**PROBLEM REQUIREMENTS:**
For the entries that follow, count the lines containing the string "statement" and write only the number.

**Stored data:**

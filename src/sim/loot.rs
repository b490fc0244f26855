//! Loot rolls and batching
//!
//! `roll_drops` is a pure function of config, enemy type, tier, lucky flag
//! and RNG. Drops are aggregated per item in a `LootQueue` and flushed to the
//! host sink at a fixed cadence.

use super::config::LootConfig;
use super::rng::SimRng;
use crate::consts::LOOT_FLUSH_INTERVAL_MS;

/// Roll every global drop plus the enemy's own drop table.
///
/// `sink` receives `(item index, amount)` for every successful roll with a
/// non-zero amount.
pub fn roll_drops(
    loot: &LootConfig,
    enemy_key: &str,
    tier: usize,
    lucky: bool,
    rng: &mut SimRng,
    mut sink: impl FnMut(usize, u64),
) {
    let Some(scaling) = loot.tier(tier) else {
        return;
    };
    let enemy_drops = loot.enemy_drops.get(enemy_key).map(Vec::as_slice).unwrap_or(&[]);

    for key in loot.global_drops.iter().chain(enemy_drops) {
        let Some(index) = loot.item_index(key) else {
            continue;
        };
        let item = &loot.items[index];
        if rng.uniform() >= item.base_chance * scaling.chance_mult {
            continue;
        }
        let span = (item.max.saturating_sub(item.min) + 1) as f64;
        let base = item.min as f64 + rng.uniform() as f64 * span;
        let mut amount = (base * scaling.amount_mult as f64).floor() as u64;
        if lucky {
            amount = amount.saturating_mul(2);
        }
        if amount > 0 {
            sink(index, amount);
        }
    }
}

/// Per-item drop totals waiting to be handed to the host
#[derive(Debug, Clone)]
pub struct LootQueue {
    pending: Vec<u64>,
    last_flush_ms: f64,
}

impl LootQueue {
    pub fn new(item_count: usize) -> Self {
        Self {
            pending: vec![0; item_count],
            last_flush_ms: 0.0,
        }
    }

    pub fn push(&mut self, item: usize, amount: u64) {
        if let Some(total) = self.pending.get_mut(item) {
            *total = total.saturating_add(amount);
        }
    }

    /// Queued amount for an item
    pub fn pending(&self, item: usize) -> u64 {
        self.pending.get(item).copied().unwrap_or(0)
    }

    pub fn is_empty(&self) -> bool {
        self.pending.iter().all(|&amount| amount == 0)
    }

    /// Whether the flush interval has elapsed
    pub fn due(&self, now_ms: f64) -> bool {
        now_ms - self.last_flush_ms >= LOOT_FLUSH_INTERVAL_MS
    }

    /// Hand every non-zero total to `sink` and reset
    pub fn flush(&mut self, now_ms: f64, mut sink: impl FnMut(usize, u64)) {
        self.last_flush_ms = now_ms;
        for (item, total) in self.pending.iter_mut().enumerate() {
            if *total > 0 {
                sink(item, *total);
                *total = 0;
            }
        }
    }

    pub fn clear(&mut self) {
        self.pending.fill(0);
    }
}

#[cfg(test)]
mod tests {
    use super::*;
    use crate::sim::config::{LootConfig, LootItem, TierScaling};
    use std::collections::BTreeMap;

    fn sure_thing() -> LootConfig {
        let mut enemy_drops = BTreeMap::new();
        enemy_drops.insert("Moth".to_string(), vec!["Wing".to_string()]);
        let tiers = (0..5)
            .map(|i| TierScaling {
                id: format!("t{i}"),
                chance_mult: 1.0,
                amount_mult: 10f32.powi(i),
                health_mult: 1.0,
                size_mult: 1.0,
            })
            .collect();
        LootConfig {
            items: vec![
                LootItem {
                    key: "Coin".to_string(),
                    base_chance: 1.0,
                    min: 3,
                    max: 3,
                },
                LootItem {
                    key: "Wing".to_string(),
                    base_chance: 1.0,
                    min: 1,
                    max: 1,
                },
                LootItem {
                    key: "Dust".to_string(),
                    base_chance: 0.0,
                    min: 1,
                    max: 1,
                },
            ],
            tiers,
            enemy_drops,
            global_drops: vec!["Coin".to_string(), "Dust".to_string()],
        }
    }

    fn collect(loot: &LootConfig, enemy: &str, tier: usize, lucky: bool) -> Vec<(usize, u64)> {
        let mut rng = SimRng::new(11);
        let mut out = Vec::new();
        roll_drops(loot, enemy, tier, lucky, &mut rng, |i, a| out.push((i, a)));
        out
    }

    #[test]
    fn test_global_and_enemy_drops() {
        let loot = sure_thing();
        assert_eq!(collect(&loot, "Moth", 0, false), vec![(0, 3), (1, 1)]);
        // Unknown enemy still rolls global drops
        assert_eq!(collect(&loot, "Ghost", 0, false), vec![(0, 3)]);
    }

    #[test]
    fn test_tier_and_lucky_scale_amount() {
        let loot = sure_thing();
        // floor((min + r * (max - min + 1)) * amount_mult)
        let god = collect(&loot, "Moth", 2, false);
        assert_eq!(god.len(), 2);
        assert!((300..400).contains(&god[0].1));
        assert!((100..200).contains(&god[1].1));

        let lucky = collect(&loot, "Moth", 1, true);
        assert!((60..80).contains(&lucky[0].1));
        assert_eq!(lucky[0].1 % 2, 0);
        assert!((20..40).contains(&lucky[1].1));
    }

    #[test]
    fn test_zero_amounts_discarded() {
        let mut loot = sure_thing();
        loot.tiers[0].amount_mult = 0.1;
        assert!(collect(&loot, "Moth", 0, false).is_empty());
    }

    #[test]
    fn test_default_tables_roll() {
        let loot = LootConfig::default();
        let mut rng = SimRng::new(5);
        let mut total = 0u64;
        for _ in 0..2000 {
            roll_drops(&loot, "GalaxyDragon", 4, false, &mut rng, |_, a| total += a);
        }
        assert!(total > 0);
    }

    #[test]
    fn test_queue_aggregates_and_flushes() {
        let mut queue = LootQueue::new(3);
        queue.push(1, 5);
        queue.push(1, 7);
        queue.push(2, 1);
        queue.push(9, 1);
        assert_eq!(queue.pending(1), 12);
        assert!(!queue.due(100.0));
        assert!(queue.due(250.0));

        let mut flushed = Vec::new();
        queue.flush(250.0, |i, a| flushed.push((i, a)));
        assert_eq!(flushed, vec![(1, 12), (2, 1)]);
        assert!(queue.is_empty());
        assert!(!queue.due(400.0));
    }
}
//! Compact number notation for HUD text
//!
//! Values below 1000 print as plain integers. Larger values are reduced to
//! three significant digits followed by a group suffix (`1.23k`, `25.2m`,
//! `252b`). Values beyond the suffix table print the `!!` marker as suffix.

/// Group suffixes, one per power of 1000
const SUFFIXES: [&str; 31] = [
    "", "k", "m", "b", "t", "a", "b", "c", "d", "e", "f", "g", "h", "i", "j", "k", "l", "m", "n",
    "o", "p", "q", "r", "s", "t", "u", "v", "w", "x", "y", "z",
];

/// Suffix used once a value outgrows the table
pub const OVERFLOW_SUFFIX: &str = "!!";

/// Format a value in 3-digit fixed-width notation
pub fn format_number(value: f64) -> String {
    if value.is_nan() {
        return "0".to_string();
    }
    if value < 1000.0 {
        return format!("{}", value.floor() as i64);
    }

    let mut exp = (value.log10() / 3.0).floor();
    // log10 rounding near exact powers of 1000
    if exp.is_finite() && value / 1000f64.powf(exp) >= 1000.0 {
        exp += 1.0;
    }
    let suffix = if exp.is_finite() && (exp as usize) < SUFFIXES.len() {
        SUFFIXES[exp as usize]
    } else {
        OVERFLOW_SUFFIX
    };
    let short = value / 1000f64.powf(exp);

    if !short.is_finite() {
        return format!("0{suffix}");
    }
    if short >= 100.0 {
        format!("{}{suffix}", short.floor() as i64)
    } else if short >= 10.0 {
        format!("{:.1}{suffix}", short)
    } else {
        format!("{:.2}{suffix}", short)
    }
}
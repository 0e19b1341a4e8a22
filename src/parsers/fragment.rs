//! Object-literal fragment parsing.
//!
//! The dependency declarations found in templates are not standalone
//! JavaScript programs: an attribute value is the object literal itself
//! (which a parser in statement position would read as a block), and a
//! `data-bind` value is the *interior* of an object literal with the braces
//! missing entirely. Each shape gets the minimal wrapping that turns it into
//! a parseable expression, and the resulting object literal is returned.

use swc_common::{FileName, SourceMap};
use swc_ecma_ast::{Expr, ObjectLit, Stmt};
use swc_ecma_parser::{EsSyntax, Parser, StringInput, Syntax};

use crate::error::FragmentError;

/// Parse a fragment that already carries its own braces, e.g.
/// `{"Magento_Ui/js/core/app": {}}`. Parenthesizing forces expression
/// position so the leading `{` is not read as a block statement.
pub fn parse_object_fragment(fragment: &str) -> Result<ObjectLit, FragmentError> {
    parse_expression_source(format!("({fragment})"))
}

/// Parse a brace-free comma list of named entries, e.g.
/// `mageInit: {...}, click: handler`, by synthesizing the missing braces.
pub fn parse_binding_fragment(fragment: &str) -> Result<ObjectLit, FragmentError> {
    parse_expression_source(format!("({{{fragment}}})"))
}

/// Parse wrapped source as an ES script and return the object literal of its
/// single expression statement.
fn parse_expression_source(source: String) -> Result<ObjectLit, FragmentError> {
    let source_map = SourceMap::default();
    let source_file = source_map.new_source_file(FileName::Anon.into(), source);

    let mut parser = Parser::new(
        Syntax::Es(EsSyntax::default()),
        StringInput::from(&*source_file),
        None,
    );
    let script = parser
        .parse_script()
        .map_err(|e| FragmentError::Syntax(format!("{e:?}")))?;
    // SWC recovers from some malformed input; a recovered AST would fabricate
    // dependency names, so treat any buffered error as a failed parse.
    if let Some(error) = parser.take_errors().into_iter().next() {
        return Err(FragmentError::Syntax(format!("{error:?}")));
    }

    let [Stmt::Expr(stmt)] = script.body.as_slice() else {
        return Err(FragmentError::Shape("expected a single expression statement"));
    };
    match strip_parens(&stmt.expr) {
        Expr::Object(obj) => Ok(obj.clone()),
        _ => Err(FragmentError::Shape("expected an object literal")),
    }
}

/// Peels `ParenExpr` layers introduced by the wrapping (or by the template
/// author) off an expression.
pub fn strip_parens(expr: &Expr) -> &Expr {
    let mut expr = expr;
    while let Expr::Paren(paren) = expr {
        expr = &paren.expr;
    }
    expr
}
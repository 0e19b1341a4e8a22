//! phtml-deps - RequireJS dependency extraction for Magento PHTML templates
//!
//! Magento templates declare which client-side modules must be initialized on
//! a DOM node in three places: `data-mage-init` attributes, `mageInit`
//! entries inside Knockout `data-bind` attributes, and
//! `<script type="text/x-magento-init">` bodies. None of these fragments is
//! valid standalone JavaScript or JSON, and the surrounding document is not
//! valid HTML either (PHP spans can sit inside attribute values). This crate
//! sanitizes the PHP spans, tokenizes the markup, parses each declaration
//! fragment as a JavaScript object literal, and collects the declared module
//! names, turning per-fragment failures into warnings instead of errors.
//!
//! ## Module Structure
//!
//! - `sanitize`: PHP delimiter replacement, run before tokenization
//! - `parsers`: object-literal fragment parsing on top of SWC
//! - `extract`: the three dependency-name extractors
//! - `collector`: HTML tokenizer sink driving the extractors per node
//! - `error`: fragment failure kinds

pub mod error;
pub mod extract;
pub mod parsers;
pub mod sanitize;

mod collector;

use html5ever::tendril::StrTendril;
use html5ever::tokenizer::{BufferQueue, Tokenizer, TokenizerOpts};
use serde::Serialize;

use crate::collector::DepCollector;

pub use crate::error::FragmentError;

/// Everything extracted from one template.
///
/// `dependencies` holds module names in document order; `warnings` holds the
/// raw source of every declaration fragment that failed to parse or had an
/// unexpected shape, verbatim, for diagnostics.
#[derive(Debug, Clone, Default, PartialEq, Eq, Serialize)]
pub struct ParseResult {
    pub dependencies: Vec<String>,
    pub warnings: Vec<String>,
}

/// Extracts declared module dependencies from a PHTML template.
///
/// The whole document is processed in one synchronous pass over a collector
/// owned by this call, so repeated calls on the same input return identical
/// results. Malformed declarations surface in `warnings` and never abort the
/// parse.
///
/// # Examples
///
/// ```
/// use phtml_deps::parse;
///
/// let result = parse(r#"<div data-mage-init='{"Magento_Ui/js/core/app": {}}'></div>"#);
/// assert_eq!(result.dependencies, vec!["Magento_Ui/js/core/app"]);
/// assert!(result.warnings.is_empty());
/// ```
pub fn parse(document: &str) -> ParseResult {
    let sanitized = sanitize::replace_php_delimiters(document);

    let tokenizer = Tokenizer::new(DepCollector::default(), TokenizerOpts::default());
    let input = BufferQueue::default();
    input.push_back(StrTendril::from_slice(sanitized.as_ref()));
    let _ = tokenizer.feed(&input);
    tokenizer.end();

    tokenizer.sink.into_result()
}
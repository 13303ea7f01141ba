use axum::{routing::get, Router};
use std::env;
use std::sync::Arc;
use tokio::net::TcpListener;
use tower_http::{
    cors::{Any, CorsLayer},
    trace::TraceLayer,
};
use tracing_subscriber::{layer::SubscriberExt, util::SubscriberInitExt};

use lessonlist_server::invoker::ToolInvoker;
use lessonlist_server::{routes, AppState, Config, LessonManager};

#[tokio::main]
async fn main() -> anyhow::Result<()> {
    dotenvy::dotenv().ok();
    tracing_subscriber::registry()
        .with(tracing_subscriber::EnvFilter::new(
            env::var("RUST_LOG").unwrap_or_else(|_| "lessonlist_server=info,axum=info".into()),
        ))
        .with(tracing_subscriber::fmt::layer())
        .init();

    let config = Config::from_env();
    tracing::info!(
        lesson_dir = %config.lesson_dir.display(),
        grader = %config.grader_command,
        "starting lesson list server"
    );

    let invoker = ToolInvoker::new(config.grader_timeout);
    let manager = Arc::new(LessonManager::new(&config, Box::new(invoker)));
    let state = AppState { manager, api_token: config.api_token.clone() };

    let app = Router::new()
        .route("/health", get(|| async { "ok" }))
        .merge(routes::router(state))
        .layer(TraceLayer::new_for_http())
        .layer(CorsLayer::new().allow_origin(Any).allow_methods(Any).allow_headers(Any));

    let addr = format!("0.0.0.0:{}", config.port);
    let listener = TcpListener::bind(&addr).await?;
    tracing::info!("listening on http://{}", addr);

    axum::serve(listener, app).await?;
    Ok(())
}
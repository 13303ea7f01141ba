use std::env;
use std::path::PathBuf;
use std::time::Duration;

/// Runtime configuration, resolved once in `main` and handed to the
/// manager's constructor. There is no other source of settings.
#[derive(Debug, Clone)]
pub struct Config {
    /// Directory the grader runs in; every path in responses is made
    /// relative to it. Defaults to the server's working directory.
    pub lesson_dir: PathBuf,
    /// Name of the external grading command.
    pub grader_command: String,
    /// Bounded wait for one grader invocation; `None` waits forever.
    pub grader_timeout: Option<Duration>,
    /// Static bearer token for the /lessons routes. `None` disables the
    /// check (auth is then the deployment's problem, e.g. a proxy).
    pub api_token: Option<String>,
    pub port: u16,
}

impl Config {
    pub fn from_env() -> Self {
        Config {
            lesson_dir: env::var("LESSON_DIR").map(PathBuf::from).unwrap_or_else(|_| ".".into()),
            grader_command: env::var("GRADER_COMMAND").unwrap_or_else(|_| "nbgrader".into()),
            grader_timeout: parse_var("GRADER_TIMEOUT_SECS").map(Duration::from_secs),
            api_token: env::var("API_TOKEN").ok().filter(|t| !t.is_empty()),
            port: parse_var("PORT").unwrap_or(8081),
        }
    }
}

/// A value that does not parse is worth a warning, not a silent
/// fallback: an operator who set a bad GRADER_TIMEOUT_SECS would
/// otherwise get an unbounded wait they thought they'd bounded.
fn parse_var<T: std::str::FromStr>(name: &str) -> Option<T> {
    let value = env::var(name).ok()?;
    match value.parse() {
        Ok(parsed) => Some(parsed),
        Err(_) => {
            tracing::warn!(%name, %value, "ignoring unparseable setting, using default");
            None
        }
    }
}

impl Default for Config {
    fn default() -> Self {
        Config {
            lesson_dir: ".".into(),
            grader_command: "nbgrader".into(),
            grader_timeout: None,
            api_token: None,
            port: 8081,
        }
    }
}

**TASK OUTPUT:**
4